*** Opening Source material ***

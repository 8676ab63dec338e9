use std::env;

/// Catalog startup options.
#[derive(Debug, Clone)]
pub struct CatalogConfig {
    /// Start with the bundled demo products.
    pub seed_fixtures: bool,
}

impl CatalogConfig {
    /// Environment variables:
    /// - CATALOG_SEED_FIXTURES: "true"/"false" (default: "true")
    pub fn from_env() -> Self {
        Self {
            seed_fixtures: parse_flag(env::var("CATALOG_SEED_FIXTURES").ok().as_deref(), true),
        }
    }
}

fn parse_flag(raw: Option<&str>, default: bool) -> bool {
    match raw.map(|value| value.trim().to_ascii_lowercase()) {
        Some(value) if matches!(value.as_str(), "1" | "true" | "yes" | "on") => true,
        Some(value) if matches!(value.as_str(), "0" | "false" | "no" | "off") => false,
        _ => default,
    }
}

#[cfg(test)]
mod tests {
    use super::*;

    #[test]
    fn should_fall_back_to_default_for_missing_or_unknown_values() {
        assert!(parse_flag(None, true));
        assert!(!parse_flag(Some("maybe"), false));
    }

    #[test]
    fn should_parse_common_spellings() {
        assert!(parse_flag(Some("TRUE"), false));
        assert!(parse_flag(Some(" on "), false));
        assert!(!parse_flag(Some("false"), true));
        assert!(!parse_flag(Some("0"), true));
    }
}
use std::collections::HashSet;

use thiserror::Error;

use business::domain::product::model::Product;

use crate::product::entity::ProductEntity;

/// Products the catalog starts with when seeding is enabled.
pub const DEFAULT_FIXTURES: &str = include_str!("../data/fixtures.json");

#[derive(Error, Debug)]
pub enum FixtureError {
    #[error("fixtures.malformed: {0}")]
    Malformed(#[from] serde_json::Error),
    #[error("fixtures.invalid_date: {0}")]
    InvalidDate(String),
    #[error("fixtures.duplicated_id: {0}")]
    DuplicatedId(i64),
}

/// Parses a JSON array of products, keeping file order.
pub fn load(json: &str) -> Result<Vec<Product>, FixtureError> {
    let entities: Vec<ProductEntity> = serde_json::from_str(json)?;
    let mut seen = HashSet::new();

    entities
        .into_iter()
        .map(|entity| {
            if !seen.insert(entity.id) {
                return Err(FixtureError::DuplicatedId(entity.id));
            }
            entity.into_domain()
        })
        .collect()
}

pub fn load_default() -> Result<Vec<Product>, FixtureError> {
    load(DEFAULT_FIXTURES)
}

*** Closing Source material ***
*** Opening Source material ***

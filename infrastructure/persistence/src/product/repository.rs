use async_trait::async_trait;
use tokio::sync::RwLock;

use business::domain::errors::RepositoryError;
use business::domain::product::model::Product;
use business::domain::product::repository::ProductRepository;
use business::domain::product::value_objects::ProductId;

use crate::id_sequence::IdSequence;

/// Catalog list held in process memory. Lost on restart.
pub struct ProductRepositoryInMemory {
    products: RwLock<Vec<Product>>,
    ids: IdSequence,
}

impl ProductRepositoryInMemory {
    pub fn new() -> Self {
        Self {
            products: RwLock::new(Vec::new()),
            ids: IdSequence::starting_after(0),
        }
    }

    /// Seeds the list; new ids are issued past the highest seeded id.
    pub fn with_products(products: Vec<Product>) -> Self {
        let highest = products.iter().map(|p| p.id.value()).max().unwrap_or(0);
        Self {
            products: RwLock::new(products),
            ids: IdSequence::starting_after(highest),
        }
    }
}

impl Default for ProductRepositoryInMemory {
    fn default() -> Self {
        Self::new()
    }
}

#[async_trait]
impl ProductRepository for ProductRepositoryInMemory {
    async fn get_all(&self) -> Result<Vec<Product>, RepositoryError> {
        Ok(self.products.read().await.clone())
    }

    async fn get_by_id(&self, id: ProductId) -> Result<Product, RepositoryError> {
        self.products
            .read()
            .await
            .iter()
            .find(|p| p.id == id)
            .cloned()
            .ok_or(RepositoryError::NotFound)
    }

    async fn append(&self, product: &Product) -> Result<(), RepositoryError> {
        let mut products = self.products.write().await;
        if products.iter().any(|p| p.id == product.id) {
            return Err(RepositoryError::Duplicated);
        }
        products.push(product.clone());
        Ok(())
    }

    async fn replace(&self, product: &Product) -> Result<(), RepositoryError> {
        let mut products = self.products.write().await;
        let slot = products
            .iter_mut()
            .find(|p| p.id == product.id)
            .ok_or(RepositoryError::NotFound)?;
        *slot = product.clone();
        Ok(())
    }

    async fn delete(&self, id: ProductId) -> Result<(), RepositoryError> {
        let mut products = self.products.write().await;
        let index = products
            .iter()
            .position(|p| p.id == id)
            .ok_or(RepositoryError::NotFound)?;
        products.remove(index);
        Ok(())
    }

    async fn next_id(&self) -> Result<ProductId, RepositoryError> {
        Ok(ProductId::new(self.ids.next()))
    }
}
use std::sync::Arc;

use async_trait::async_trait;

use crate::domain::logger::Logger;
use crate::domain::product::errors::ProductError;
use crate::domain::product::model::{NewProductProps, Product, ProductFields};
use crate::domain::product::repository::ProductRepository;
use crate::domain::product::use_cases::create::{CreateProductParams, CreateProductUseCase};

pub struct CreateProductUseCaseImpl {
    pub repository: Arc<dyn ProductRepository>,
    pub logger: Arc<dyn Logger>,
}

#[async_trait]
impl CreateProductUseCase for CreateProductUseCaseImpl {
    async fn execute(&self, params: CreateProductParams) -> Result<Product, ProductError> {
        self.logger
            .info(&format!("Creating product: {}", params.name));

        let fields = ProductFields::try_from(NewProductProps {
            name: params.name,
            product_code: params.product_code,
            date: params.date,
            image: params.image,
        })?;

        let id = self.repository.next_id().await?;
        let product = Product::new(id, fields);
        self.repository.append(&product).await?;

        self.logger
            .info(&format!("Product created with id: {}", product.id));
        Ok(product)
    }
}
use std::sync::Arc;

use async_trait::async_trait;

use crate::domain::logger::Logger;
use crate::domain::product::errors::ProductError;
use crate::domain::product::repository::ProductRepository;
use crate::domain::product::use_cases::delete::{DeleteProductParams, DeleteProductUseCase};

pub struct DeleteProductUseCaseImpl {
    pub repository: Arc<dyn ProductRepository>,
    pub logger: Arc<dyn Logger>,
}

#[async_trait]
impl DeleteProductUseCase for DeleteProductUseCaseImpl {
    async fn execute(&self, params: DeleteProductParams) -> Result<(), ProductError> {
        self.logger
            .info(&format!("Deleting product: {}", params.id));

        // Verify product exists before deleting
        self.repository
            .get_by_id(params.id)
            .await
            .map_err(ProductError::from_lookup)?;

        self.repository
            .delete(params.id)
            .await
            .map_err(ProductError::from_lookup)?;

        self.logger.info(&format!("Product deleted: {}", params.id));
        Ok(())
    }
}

*** Closing Source material ***

Task to carry out
Which lines above include the string "highest"? Show them.

Your response
    /// Seeds the list; new ids are issued past the highest seeded id.
        let highest = products.iter().map(|p| p.id.value()).max().unwrap_or(0);
            ids: IdSequence::starting_after(highest),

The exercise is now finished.